▶ [WORK TASK]
The records follow. Filter them to the lines that hold "encoded".

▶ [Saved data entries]
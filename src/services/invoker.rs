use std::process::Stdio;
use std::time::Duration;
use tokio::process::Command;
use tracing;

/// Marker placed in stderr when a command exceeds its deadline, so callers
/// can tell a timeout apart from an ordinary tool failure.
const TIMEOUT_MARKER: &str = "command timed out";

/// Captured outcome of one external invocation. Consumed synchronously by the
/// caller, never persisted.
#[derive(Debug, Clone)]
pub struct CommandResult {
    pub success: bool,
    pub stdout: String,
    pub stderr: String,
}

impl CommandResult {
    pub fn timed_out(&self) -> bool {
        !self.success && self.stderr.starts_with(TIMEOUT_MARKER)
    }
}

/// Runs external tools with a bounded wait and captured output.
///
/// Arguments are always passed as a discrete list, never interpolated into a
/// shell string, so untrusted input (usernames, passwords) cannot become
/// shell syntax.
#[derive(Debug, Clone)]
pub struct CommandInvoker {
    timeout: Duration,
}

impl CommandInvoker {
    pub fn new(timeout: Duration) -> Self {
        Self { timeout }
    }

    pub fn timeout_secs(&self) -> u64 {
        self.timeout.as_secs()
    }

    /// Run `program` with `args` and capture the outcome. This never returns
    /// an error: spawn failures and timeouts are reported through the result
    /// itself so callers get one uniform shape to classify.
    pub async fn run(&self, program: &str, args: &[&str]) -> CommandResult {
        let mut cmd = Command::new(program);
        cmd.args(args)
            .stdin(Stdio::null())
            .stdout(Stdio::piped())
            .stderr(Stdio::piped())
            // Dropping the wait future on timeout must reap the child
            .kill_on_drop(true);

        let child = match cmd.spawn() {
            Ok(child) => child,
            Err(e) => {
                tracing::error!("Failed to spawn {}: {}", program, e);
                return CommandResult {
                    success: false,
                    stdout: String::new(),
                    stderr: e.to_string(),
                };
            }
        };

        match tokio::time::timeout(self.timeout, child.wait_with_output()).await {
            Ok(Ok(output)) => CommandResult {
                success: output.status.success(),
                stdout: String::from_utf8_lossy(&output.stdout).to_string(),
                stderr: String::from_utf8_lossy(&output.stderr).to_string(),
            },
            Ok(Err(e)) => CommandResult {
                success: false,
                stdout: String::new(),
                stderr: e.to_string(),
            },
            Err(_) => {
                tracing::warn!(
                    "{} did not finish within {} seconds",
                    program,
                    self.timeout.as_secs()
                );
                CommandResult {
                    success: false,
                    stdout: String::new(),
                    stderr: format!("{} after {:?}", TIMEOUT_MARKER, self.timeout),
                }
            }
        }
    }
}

---

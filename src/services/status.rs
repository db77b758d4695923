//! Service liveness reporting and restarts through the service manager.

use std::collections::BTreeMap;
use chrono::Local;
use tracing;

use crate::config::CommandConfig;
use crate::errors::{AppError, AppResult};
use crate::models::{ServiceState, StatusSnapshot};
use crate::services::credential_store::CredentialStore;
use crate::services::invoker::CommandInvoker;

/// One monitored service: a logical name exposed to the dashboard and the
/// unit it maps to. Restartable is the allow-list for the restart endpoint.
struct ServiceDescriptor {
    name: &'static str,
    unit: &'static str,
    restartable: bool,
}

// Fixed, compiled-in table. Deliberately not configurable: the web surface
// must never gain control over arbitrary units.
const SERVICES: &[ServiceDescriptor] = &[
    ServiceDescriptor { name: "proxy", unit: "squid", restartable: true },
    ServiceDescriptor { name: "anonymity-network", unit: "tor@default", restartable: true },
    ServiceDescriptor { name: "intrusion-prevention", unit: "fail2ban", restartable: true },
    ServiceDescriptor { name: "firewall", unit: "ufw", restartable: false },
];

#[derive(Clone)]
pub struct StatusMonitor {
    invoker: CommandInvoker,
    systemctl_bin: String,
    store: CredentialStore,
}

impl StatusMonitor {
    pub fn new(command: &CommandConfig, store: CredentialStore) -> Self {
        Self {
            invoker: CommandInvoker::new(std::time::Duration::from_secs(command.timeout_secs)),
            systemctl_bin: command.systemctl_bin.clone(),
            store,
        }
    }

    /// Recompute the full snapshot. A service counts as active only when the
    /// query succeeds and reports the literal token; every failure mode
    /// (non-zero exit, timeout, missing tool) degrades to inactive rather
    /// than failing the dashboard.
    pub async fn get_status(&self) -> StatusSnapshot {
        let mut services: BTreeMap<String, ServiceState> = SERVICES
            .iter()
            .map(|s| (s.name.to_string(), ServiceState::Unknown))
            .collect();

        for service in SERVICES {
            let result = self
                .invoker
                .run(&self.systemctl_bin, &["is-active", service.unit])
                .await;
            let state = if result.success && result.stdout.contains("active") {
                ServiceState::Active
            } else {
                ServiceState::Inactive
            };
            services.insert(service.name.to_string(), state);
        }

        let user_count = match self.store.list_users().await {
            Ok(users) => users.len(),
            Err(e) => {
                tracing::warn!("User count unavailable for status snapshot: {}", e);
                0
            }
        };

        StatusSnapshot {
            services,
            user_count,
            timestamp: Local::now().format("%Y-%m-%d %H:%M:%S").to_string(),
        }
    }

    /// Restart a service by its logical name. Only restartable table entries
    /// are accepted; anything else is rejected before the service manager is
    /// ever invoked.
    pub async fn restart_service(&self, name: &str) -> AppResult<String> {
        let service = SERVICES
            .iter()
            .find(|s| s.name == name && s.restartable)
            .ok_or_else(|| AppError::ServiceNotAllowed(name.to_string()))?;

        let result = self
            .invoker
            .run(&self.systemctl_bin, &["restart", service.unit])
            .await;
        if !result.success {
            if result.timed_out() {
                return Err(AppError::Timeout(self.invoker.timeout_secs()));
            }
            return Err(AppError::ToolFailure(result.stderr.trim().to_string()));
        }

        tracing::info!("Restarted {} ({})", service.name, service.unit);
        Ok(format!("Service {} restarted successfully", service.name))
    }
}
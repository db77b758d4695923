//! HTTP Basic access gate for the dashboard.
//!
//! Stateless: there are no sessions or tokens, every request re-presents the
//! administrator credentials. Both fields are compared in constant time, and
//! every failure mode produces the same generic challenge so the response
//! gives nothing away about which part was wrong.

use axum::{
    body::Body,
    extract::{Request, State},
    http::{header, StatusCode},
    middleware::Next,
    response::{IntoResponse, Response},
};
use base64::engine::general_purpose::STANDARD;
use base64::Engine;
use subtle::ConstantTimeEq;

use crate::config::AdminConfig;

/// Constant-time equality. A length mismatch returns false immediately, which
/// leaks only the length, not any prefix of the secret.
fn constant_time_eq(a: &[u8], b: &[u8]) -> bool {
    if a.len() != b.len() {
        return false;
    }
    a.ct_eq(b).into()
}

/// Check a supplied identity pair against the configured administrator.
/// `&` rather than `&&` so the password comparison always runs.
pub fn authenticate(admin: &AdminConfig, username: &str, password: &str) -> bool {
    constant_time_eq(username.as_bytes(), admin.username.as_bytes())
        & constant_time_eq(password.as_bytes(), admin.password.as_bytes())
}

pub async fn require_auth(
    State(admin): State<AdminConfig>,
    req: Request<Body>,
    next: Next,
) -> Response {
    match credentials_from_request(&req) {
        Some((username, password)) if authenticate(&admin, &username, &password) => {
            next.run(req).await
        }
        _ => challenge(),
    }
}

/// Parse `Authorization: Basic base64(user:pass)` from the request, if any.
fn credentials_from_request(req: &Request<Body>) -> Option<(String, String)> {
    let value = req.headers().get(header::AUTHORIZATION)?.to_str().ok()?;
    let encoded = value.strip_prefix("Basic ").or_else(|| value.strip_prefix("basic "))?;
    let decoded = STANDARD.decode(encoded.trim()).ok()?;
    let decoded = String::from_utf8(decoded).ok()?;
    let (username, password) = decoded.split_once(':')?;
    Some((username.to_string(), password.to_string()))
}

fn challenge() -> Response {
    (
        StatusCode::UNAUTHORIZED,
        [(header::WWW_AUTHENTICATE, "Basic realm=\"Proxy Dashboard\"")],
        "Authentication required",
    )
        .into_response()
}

---

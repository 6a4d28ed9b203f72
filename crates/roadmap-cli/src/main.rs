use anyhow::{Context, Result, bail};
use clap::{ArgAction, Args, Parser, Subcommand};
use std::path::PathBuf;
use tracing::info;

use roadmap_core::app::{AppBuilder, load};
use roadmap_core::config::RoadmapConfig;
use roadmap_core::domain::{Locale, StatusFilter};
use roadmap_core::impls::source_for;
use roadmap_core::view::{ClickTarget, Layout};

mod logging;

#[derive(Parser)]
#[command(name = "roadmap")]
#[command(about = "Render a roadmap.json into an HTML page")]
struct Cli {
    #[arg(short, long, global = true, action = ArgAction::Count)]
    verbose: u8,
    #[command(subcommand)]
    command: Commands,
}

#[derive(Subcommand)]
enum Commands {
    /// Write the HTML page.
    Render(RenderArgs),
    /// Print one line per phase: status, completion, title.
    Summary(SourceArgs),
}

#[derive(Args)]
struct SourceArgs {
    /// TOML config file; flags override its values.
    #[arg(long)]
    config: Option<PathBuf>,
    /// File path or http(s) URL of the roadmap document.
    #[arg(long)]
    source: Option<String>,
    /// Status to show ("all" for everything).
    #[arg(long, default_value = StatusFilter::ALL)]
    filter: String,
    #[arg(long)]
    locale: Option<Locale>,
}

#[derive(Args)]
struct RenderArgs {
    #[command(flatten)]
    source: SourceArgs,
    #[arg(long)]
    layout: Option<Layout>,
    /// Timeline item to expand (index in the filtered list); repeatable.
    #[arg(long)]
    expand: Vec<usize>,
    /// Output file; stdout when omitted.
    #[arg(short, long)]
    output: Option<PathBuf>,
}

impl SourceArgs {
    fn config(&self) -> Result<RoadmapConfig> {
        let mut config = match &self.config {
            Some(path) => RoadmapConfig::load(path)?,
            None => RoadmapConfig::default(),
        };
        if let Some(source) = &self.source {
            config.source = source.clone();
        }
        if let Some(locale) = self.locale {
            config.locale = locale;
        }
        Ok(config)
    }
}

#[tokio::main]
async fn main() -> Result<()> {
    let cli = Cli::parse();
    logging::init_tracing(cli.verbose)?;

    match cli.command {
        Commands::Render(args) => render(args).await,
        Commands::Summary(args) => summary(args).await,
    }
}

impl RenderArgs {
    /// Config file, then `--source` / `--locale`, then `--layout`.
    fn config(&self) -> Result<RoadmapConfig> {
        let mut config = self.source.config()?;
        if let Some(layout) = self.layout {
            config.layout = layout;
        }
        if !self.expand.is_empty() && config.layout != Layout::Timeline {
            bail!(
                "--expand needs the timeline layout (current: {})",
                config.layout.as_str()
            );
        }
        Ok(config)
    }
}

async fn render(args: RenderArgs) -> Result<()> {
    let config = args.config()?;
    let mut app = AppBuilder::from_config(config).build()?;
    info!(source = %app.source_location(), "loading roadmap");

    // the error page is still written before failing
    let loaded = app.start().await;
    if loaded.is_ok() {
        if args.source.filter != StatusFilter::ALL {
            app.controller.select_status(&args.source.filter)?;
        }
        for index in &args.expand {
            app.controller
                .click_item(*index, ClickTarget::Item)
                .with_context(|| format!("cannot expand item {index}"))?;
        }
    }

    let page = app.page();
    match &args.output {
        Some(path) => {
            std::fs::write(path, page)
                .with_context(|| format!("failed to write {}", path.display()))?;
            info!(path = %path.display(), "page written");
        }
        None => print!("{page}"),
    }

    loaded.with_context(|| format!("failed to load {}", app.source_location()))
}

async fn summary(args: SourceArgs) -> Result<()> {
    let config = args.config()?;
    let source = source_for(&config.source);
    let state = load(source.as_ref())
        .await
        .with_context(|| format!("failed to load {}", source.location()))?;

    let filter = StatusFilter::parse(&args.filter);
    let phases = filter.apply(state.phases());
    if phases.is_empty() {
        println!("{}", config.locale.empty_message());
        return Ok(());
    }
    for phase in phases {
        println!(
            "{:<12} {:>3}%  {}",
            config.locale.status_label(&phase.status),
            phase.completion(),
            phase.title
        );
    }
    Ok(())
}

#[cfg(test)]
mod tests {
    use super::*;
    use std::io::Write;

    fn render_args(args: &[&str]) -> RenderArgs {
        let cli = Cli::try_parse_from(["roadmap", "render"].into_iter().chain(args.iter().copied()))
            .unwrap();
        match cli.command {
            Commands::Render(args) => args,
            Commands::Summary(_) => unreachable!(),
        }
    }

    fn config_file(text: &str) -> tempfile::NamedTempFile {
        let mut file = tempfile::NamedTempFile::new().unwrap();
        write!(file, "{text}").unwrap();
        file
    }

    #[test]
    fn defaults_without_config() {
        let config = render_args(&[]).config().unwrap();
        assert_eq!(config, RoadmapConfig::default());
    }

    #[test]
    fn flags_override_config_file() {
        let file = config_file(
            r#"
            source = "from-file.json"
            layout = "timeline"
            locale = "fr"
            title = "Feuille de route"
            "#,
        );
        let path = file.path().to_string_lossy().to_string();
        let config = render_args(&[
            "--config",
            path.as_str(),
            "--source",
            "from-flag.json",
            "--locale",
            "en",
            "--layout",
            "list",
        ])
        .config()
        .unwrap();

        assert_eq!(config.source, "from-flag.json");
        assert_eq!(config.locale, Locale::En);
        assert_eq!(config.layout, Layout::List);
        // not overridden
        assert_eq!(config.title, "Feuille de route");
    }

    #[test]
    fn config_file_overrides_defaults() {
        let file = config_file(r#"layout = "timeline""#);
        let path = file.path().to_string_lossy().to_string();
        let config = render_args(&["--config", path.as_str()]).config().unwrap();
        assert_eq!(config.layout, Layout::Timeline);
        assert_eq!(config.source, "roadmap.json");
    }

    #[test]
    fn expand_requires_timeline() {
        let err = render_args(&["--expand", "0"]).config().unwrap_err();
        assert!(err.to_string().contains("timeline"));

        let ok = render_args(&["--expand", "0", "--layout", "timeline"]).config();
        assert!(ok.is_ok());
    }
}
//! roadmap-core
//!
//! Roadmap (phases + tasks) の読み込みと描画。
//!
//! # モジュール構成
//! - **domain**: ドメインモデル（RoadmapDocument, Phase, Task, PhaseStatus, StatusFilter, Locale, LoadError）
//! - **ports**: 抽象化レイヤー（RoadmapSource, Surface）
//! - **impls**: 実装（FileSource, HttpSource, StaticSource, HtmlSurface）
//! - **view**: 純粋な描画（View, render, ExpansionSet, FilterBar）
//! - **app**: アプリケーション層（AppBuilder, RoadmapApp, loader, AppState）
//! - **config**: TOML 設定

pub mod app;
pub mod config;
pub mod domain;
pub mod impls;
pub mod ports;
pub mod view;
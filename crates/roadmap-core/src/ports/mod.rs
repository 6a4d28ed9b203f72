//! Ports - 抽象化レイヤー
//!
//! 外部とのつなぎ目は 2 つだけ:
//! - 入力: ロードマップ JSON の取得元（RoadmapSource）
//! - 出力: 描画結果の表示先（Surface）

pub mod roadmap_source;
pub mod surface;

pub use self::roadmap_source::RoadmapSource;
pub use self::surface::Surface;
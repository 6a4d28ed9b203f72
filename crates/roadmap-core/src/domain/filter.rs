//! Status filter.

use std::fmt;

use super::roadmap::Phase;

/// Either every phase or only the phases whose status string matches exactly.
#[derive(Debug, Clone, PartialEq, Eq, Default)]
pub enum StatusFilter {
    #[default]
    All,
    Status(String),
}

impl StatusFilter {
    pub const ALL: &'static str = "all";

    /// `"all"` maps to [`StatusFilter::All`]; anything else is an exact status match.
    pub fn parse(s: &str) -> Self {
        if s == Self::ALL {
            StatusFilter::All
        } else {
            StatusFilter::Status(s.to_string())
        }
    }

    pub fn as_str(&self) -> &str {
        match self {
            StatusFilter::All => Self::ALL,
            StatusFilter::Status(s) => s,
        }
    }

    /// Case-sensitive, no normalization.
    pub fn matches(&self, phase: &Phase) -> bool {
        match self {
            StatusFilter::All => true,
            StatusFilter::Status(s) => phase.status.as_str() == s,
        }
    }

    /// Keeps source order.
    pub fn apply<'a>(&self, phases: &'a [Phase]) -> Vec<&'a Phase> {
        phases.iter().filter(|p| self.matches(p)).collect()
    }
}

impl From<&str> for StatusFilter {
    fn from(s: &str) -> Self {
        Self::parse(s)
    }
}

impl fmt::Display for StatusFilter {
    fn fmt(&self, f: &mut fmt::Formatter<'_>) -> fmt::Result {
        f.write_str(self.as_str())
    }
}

▶ [ANSWER SECTION]
    let encoded = value.strip_prefix("Basic ").or_else(|| value.strip_prefix("basic "))?;
    let decoded = STANDARD.decode(encoded.trim()).ok()?;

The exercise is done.